Affective and physiological predictors of exercise motivation: Evidence from HRV-based profiling
Article
Everett, ERN, Cabral, DF, Saul, AD et al. (2026). Affective and physiological predictors of exercise motivation: Evidence from HRV-based profiling
. Psychology of Sport and Exercise, 86 10.1016/j.psychsport.2026.103182
Everett, ERN, Cabral, DF, Saul, AD et al. (2026). Affective and physiological predictors of exercise motivation: Evidence from HRV-based profiling
. Psychology of Sport and Exercise, 86 10.1016/j.psychsport.2026.103182
This study examined how experimentally induced psychophysiological states relate to situational motivation during exercise. Twenty-five healthy adults completed repeated 8-min cycling trials under four affective conditions designed to manipulate valence and arousal using audiovisual and verbal stimuli. During each trial, heart rate variability (HRV), perceived exertion, affective states, and situational motivation were assessed at multiple timepoints. Psychophysiological and perceptual variables were integrated using principal component analysis (PCA) to derive latent profiles. These included time-domain (rMSSD), frequency-domain (HF), nonlinear HRV complexity (DFA-α1), and affective and exertional measures. Three principal components explained over 70% of the variance. Among these, a component reflecting autonomic–perceptual regulatory efficiency, characterized by the coupling between HRV complexity (DFA-α1) and perceived exertion, emerged as the strongest predictor of situational motivation.
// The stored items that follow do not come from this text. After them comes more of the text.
use std::fmt;
use std::str::FromStr;

use serde::{Deserialize, Serialize};

/// How the rollup is rendered.
#[derive(Debug, Clone, Copy, PartialEq, Eq, Default, Serialize, Deserialize)]
#[serde(rename_all = "kebab-case")]
pub enum OutputFormat {
    #[default]
    Tabular,
    Yaml,
    #[serde(alias = "json")]
    WrappedJson,
}

impl OutputFormat {
    pub fn as_str(self) -> &'static str {
        match self {
            OutputFormat::Tabular => "tabular",
            OutputFormat::Yaml => "yaml",
            OutputFormat::WrappedJson => "wrapped-json",
        }
    }
}

impl fmt::Display for OutputFormat {
    fn fmt(&self, f: &mut fmt::Formatter<'_>) -> fmt::Result {
        f.write_str(self.as_str())
    }
}

impl FromStr for OutputFormat {
    type Err = String;

    fn from_str(s: &str) -> Result<Self, Self::Err> {
        match s {
            "tabular" => Ok(OutputFormat::Tabular),
            "yaml" => Ok(OutputFormat::Yaml),
            "wrapped-json" | "json" => Ok(OutputFormat::WrappedJson),
            other => Err(format!(
                "unknown format '{other}', expected one of: tabular, yaml, wrapped-json"
            )),
        }
    }
}

/// Output configuration.
#[derive(Debug, Clone, Default, Serialize, Deserialize)]
#[serde(default)]
pub struct OutputConfig {
    pub format: OutputFormat,
}
//! reqwest-backed transport.

use std::time::Duration;

use estatus_core::constants::CONTINUE_HEADER;
use estatus_core::errors::BackendError;

use super::{Transport, TransportResponse};

/// Configuration for the HTTP transport.
#[derive(Debug, Clone, Default)]
pub struct HttpTransportConfig {
    /// Per-request timeout. `None` lets a request block indefinitely.
    pub timeout: Option<Duration>,
}

impl HttpTransportConfig {
    pub fn from_timeout_secs(timeout_secs: Option<u64>) -> Self {
        Self {
            timeout: timeout_secs.map(Duration::from_secs),
        }
    }
}

/// Blocking reqwest client. One instance serves every page of a run.
#[derive(Debug, Clone)]
pub struct HttpTransport {
    client: reqwest::blocking::Client,
}

impl HttpTransport {
    pub fn new(config: &HttpTransportConfig) -> Result<Self, BackendError> {
        let client = reqwest::blocking::Client::builder()
            .timeout(config.timeout)
            .gzip(true)
            .user_agent(concat!("entities-status/", env!("CARGO_PKG_VERSION")))
            .build()
            .map_err(|e| BackendError::Transport {
                url: String::new(),
                reason: format!("failed to build HTTP client: {e}"),
            })?;
        Ok(Self { client })
    }
}

impl Transport for HttpTransport {
    fn get(&self, url: &str, headers: &[(String, String)]) -> Result<TransportResponse, BackendError> {
        let transport_err = |e: reqwest::Error| BackendError::Transport {
            url: url.to_string(),
            reason: e.to_string(),
        };

        let mut request = self.client.get(url);
        for (name, value) in headers {
            request = request.header(name.as_str(), value.as_str());
        }

        let response = request.send().map_err(transport_err)?;
        let status = response.status().as_u16();
        let mut headers = Vec::with_capacity(response.headers().len());
        for (name, value) in response.headers() {
            let value = match value.to_str() {
                Ok(v) => v.to_string(),
                // A cursor that cannot be read must not look like the last page.
                Err(_) if name.as_str().eq_ignore_ascii_case(CONTINUE_HEADER) => {
                    return Err(BackendError::Transport {
                        url: url.to_string(),
                        reason: format!("unreadable {CONTINUE_HEADER} header value"),
                    });
                }
                Err(_) => String::from_utf8_lossy(value.as_bytes()).into_owned(),
            };
            headers.push((name.as_str().to_string(), value));
        }
        let body = response.bytes().map_err(transport_err)?.to_vec();

        tracing::trace!(status, bytes = body.len(), "http: response received");
        Ok(TransportResponse {
            status,
            headers,
            body,
        })
    }
}
//! Run-level error aggregating every subsystem.

use std::fmt;

use super::error_code::ErrorCode;
use super::{BackendError, ConfigError, OutputError};

/// Pipeline stage an error was raised in.
#[derive(Debug, Clone, Copy, PartialEq, Eq)]
pub enum Stage {
    Configuration,
    Retrieval,
    Output,
}

impl fmt::Display for Stage {
    fn fmt(&self, f: &mut fmt::Formatter<'_>) -> fmt::Result {
        f.write_str(match self {
            Stage::Configuration => "configuration",
            Stage::Retrieval => "retrieval",
            Stage::Output => "output",
        })
    }
}

/// Any failure that aborts a run.
/// Aggregates subsystem errors via `From` conversions.
#[derive(Debug, thiserror::Error)]
pub enum EstatusError {
    #[error("Configuration error: {0}")]
    Config(#[from] ConfigError),

    #[error("Retrieval error: {0}")]
    Backend(#[from] BackendError),

    #[error("Output error: {0}")]
    Output(#[from] OutputError),
}

impl EstatusError {
    pub fn stage(&self) -> Stage {
        match self {
            Self::Config(_) => Stage::Configuration,
            Self::Backend(_) => Stage::Retrieval,
            Self::Output(_) => Stage::Output,
        }
    }
}

impl ErrorCode for EstatusError {
    fn error_code(&self) -> &'static str {
        match self {
            Self::Config(e) => e.error_code(),
            Self::Backend(e) => e.error_code(),
            Self::Output(e) => e.error_code(),
        }
    }
}

pub type EstatusResult<T> = Result<T, EstatusError>;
A second-degree polynomial model revealed a curvilinear relationship between this regulatory dimension and situational motivation (R2 = .82), with cross-validation supporting its relative robustness (cross-validated R2 ≈ .67). In contrast, components reflecting general physiological activation and affective valence/arousal demonstrated comparatively weaker explanatory power. Repeated-measures analyses revealed significant condition-by-timepoint interactions for situational motivation, arousal, and perceived exertion, indicating that psychological and perceptual responses varied across induced states during exercise. Overall, these findings suggest that situational motivation during exercise is more strongly associated with integrated psychophysiological patterns, particularly the relationship between perceived effort and autonomic dynamics, than with affective valence or arousal alone.